LACONIA — Public school students in the city could be going to school five days a week as soon as the second half of this month, Superintendent Steve Tucker said Thursday.
The plan calls for full-time, face-to-face instruction to be phased in over a four-week period, between Oct. 19 and Nov. 13, Tucker said.
The plan was approved by the School Board during a special meeting on Tuesday.
Currently most of the school district’s approximately 2,000 students are attending school under a hybrid schedule, alternating between in-class instruction and remote learning via computer.
School officials had hoped to begin phasing back into a normal school schedule this week, but that plan was pushed back because school officials were still figuring how they could maintain social distancing and other COVID precautions.
About 21 percent of the district’s students have opted to learn strictly by remote instruction through Nov. 13, the end of the first marking period. Twenty teachers are assigned to handle the remote instruction classes.
Tucker said all district parents must now commit to whether they want their child in school full-time or if they prefer full-time remote instruction. The online registration process began Thursday, and the deadline for registration is Oct. 8, Tucker said.
The district needs to know the attendance option for each student so it can plan how to allocate teachers and other classroom personnel, Tucker explained.
Meanwhile, the Huot Career and Technical Center – which serves Laconia and five surrounding school districts on the Laconia High School campus – will resume a five-day-a-week schedule on Oct. 5.
With COVID-19 a continuing health concern, Tucker acknowledged that parents with students in the district are split on whether to have their children return to the classroom, or continue their instruction strictly at home.
“But we are hearing from parents who want their kids to come to school every day. That’s the best scenario,” he said.
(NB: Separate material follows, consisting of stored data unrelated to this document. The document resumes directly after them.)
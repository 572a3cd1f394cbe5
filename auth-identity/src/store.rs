use crate::error::Result;
use crate::models::{Identity, IdentityView, NewIdentity, Role, RoleExtension, RoleFields};
use crate::password::PasswordHasher;
use crate::repository::IdentityRepository;
use crate::validation::{normalize_email, validate_extension, validate_identity, PasswordPolicy};
use chrono::Utc;
use std::sync::Arc;
use tracing::debug;
use uuid::Uuid;

/// Identity and role-extension persistence with validation and hashing
/// applied on the way in.
#[derive(Clone)]
pub struct CredentialStore {
    repository: Arc<dyn IdentityRepository>,
    hasher: PasswordHasher,
    policy: PasswordPolicy,
}

impl CredentialStore {
    pub fn new(
        repository: Arc<dyn IdentityRepository>,
        hasher: PasswordHasher,
        policy: PasswordPolicy,
    ) -> Self {
        Self {
            repository,
            hasher,
            policy,
        }
    }

    #[must_use]
    pub fn backend_name(&self) -> &'static str {
        self.repository.backend_name()
    }

    #[must_use]
    pub fn supports_transactions(&self) -> bool {
        self.repository.supports_transactions()
    }

    pub async fn is_healthy(&self) -> bool {
        self.repository.is_healthy().await
    }

    /// Case-insensitive lookup.
    ///
    /// # Errors
    ///
    /// Propagates storage faults.
    pub async fn find_by_email(&self, email: &str) -> Result<Option<Identity>> {
        self.repository.find_by_email(&normalize_email(email)).await
    }

    /// Public view of the identity, without its password hash.
    ///
    /// # Errors
    ///
    /// Propagates storage faults.
    pub async fn find_by_id(&self, id: Uuid) -> Result<Option<IdentityView>> {
        Ok(self.repository.find_by_id(id).await?.map(|identity| identity.view()))
    }

    /// # Errors
    ///
    /// Propagates storage faults.
    pub async fn find_extension(&self, identity_id: Uuid) -> Result<Option<RoleExtension>> {
        self.repository.find_extension(identity_id).await
    }

    /// Validates, hashes the password and stores a new identity.
    ///
    /// # Errors
    ///
    /// - `Validation` listing every violated field rule
    /// - `DuplicateEmail` if the email is already registered
    /// - `Hashing` / `Storage` for internal faults
    pub async fn create_identity(&self, input: &NewIdentity) -> Result<Identity> {
        let identity = self.build_identity(input).await?;
        self.repository.insert_identity(&identity).await?;
        debug!(identity_id = %identity.id, role = %identity.role, "Identity created");
        Ok(identity)
    }

    /// Validates `fields` for `role` and stores the extension.
    ///
    /// # Errors
    ///
    /// `Validation` naming the missing or invalid fields; `Storage` on write failure.
    pub async fn create_role_extension(
        &self,
        role: Role,
        identity_id: Uuid,
        fields: &RoleFields,
    ) -> Result<RoleExtension> {
        let extension = RoleExtension::new(identity_id, validate_extension(role, fields)?);
        self.repository.insert_extension(&extension).await?;
        debug!(identity_id = %identity_id, role = %role, "Role extension created");
        Ok(extension)
    }

    /// Writes identity and extension together. Only valid when
    /// [`CredentialStore::supports_transactions`] is true.
    ///
    /// # Errors
    ///
    /// Same as [`CredentialStore::create_identity`] and
    /// [`CredentialStore::create_role_extension`]; nothing is written on error.
    pub async fn create_identity_with_extension(
        &self,
        input: &NewIdentity,
        fields: &RoleFields,
    ) -> Result<(Identity, RoleExtension)> {
        let identity = self.build_identity(input).await?;
        let extension = RoleExtension::new(identity.id, validate_extension(identity.role, fields)?);
        self.repository
            .insert_identity_with_extension(&identity, &extension)
            .await?;
        Ok((identity, extension))
    }

    /// Idempotent removal, used to undo a partial registration.
    ///
    /// # Errors
    ///
    /// Propagates storage faults.
    pub async fn delete_identity(&self, id: Uuid) -> Result<()> {
        self.repository.delete_identity(id).await
    }

    async fn build_identity(&self, input: &NewIdentity) -> Result<Identity> {
        let valid = validate_identity(input, &self.policy)?;
        let password_hash = self.hasher.hash(&input.password).await?;

        Ok(Identity {
            id: Uuid::new_v4(),
            name: valid.name,
            email: valid.email,
            age: valid.age,
            password_hash,
            role: valid.role,
            created_at: Utc::now(),
        })
    }
}

#[cfg(test)]
mod tests {
    use super::*;
    use crate::error::IdentityError;
    use crate::models::RoleProfile;
    use crate::repository::InMemoryIdentityRepository;

    fn store() -> CredentialStore {
        CredentialStore::new(
            Arc::new(InMemoryIdentityRepository::new()),
            PasswordHasher::new().unwrap(),
            PasswordPolicy::default(),
        )
    }

    fn alice() -> NewIdentity {
        NewIdentity {
            name: "Alice".into(),
            email: "Alice@X.com".into(),
            age: 30_i64.into(),
            password: "secret123".into(),
            role: "nurse".into(),
        }
    }

    #[tokio::test]
    async fn create_hashes_and_normalizes() {
        let store = store();
        let identity = store.create_identity(&alice()).await.unwrap();

        assert_eq!(identity.email, "alice@x.com");
        assert_ne!(identity.password_hash, "secret123");
        assert!(identity.password_hash.starts_with("$argon2id$"));

        let found = store.find_by_email("ALICE@x.com ").await.unwrap().unwrap();
        assert_eq!(found.id, identity.id);

        let view = store.find_by_id(identity.id).await.unwrap().unwrap();
        assert_eq!(view.email, "alice@x.com");
    }

    #[tokio::test]
    async fn duplicate_email_differing_in_case() {
        let store = store();
        store.create_identity(&alice()).await.unwrap();

        let mut again = alice();
        again.email = "alice@x.COM".into();
        assert!(matches!(
            store.create_identity(&again).await,
            Err(IdentityError::DuplicateEmail)
        ));
    }

    #[tokio::test]
    async fn invalid_identity_is_not_written() {
        let store = store();
        let mut input = alice();
        input.age = (-3_i64).into();
        input.role = "janitor".into();

        let Err(IdentityError::Validation(violations)) = store.create_identity(&input).await else {
            panic!("expected validation failure");
        };
        assert_eq!(violations.len(), 2);
        assert!(store.find_by_email("alice@x.com").await.unwrap().is_none());
    }

    #[tokio::test]
    async fn extension_variant_matches_role() {
        let store = store();
        let identity = store.create_identity(&alice()).await.unwrap();
        let fields = RoleFields {
            department: Some("ER".into()),
            shift: Some("night".into()),
            ..Default::default()
        };

        let extension = store
            .create_role_extension(identity.role, identity.id, &fields)
            .await
            .unwrap();
        assert_eq!(extension.role(), Role::Nurse);

        let stored = store.find_extension(identity.id).await.unwrap().unwrap();
        assert!(matches!(stored.profile, RoleProfile::Nurse(ref n) if n.shift == "night"));
    }
}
In the next two weeks the district will need to figure out how it will handle school lunches and bus transportation when classroom students will be on a five-day-a-week schedule. That plan is due to be presented to the School Board for its consideration next Tuesday.
Tucker stressed that the resumption of the normal school schedule will take place over time.
“It’s going to be a slow and gradual approach,” he said.
Depending on the situation, it might be certain groups of students who will begin face-to-face instruction five days a week on a particular date, or it may be an entire class, Tucker explained.
He said because the COVID data for the Lakes Region is "favorable", school officials are confident that students can safely return to school full-time, given the special health precautions the district has adopted that are designed to mitigate the spread of the virus.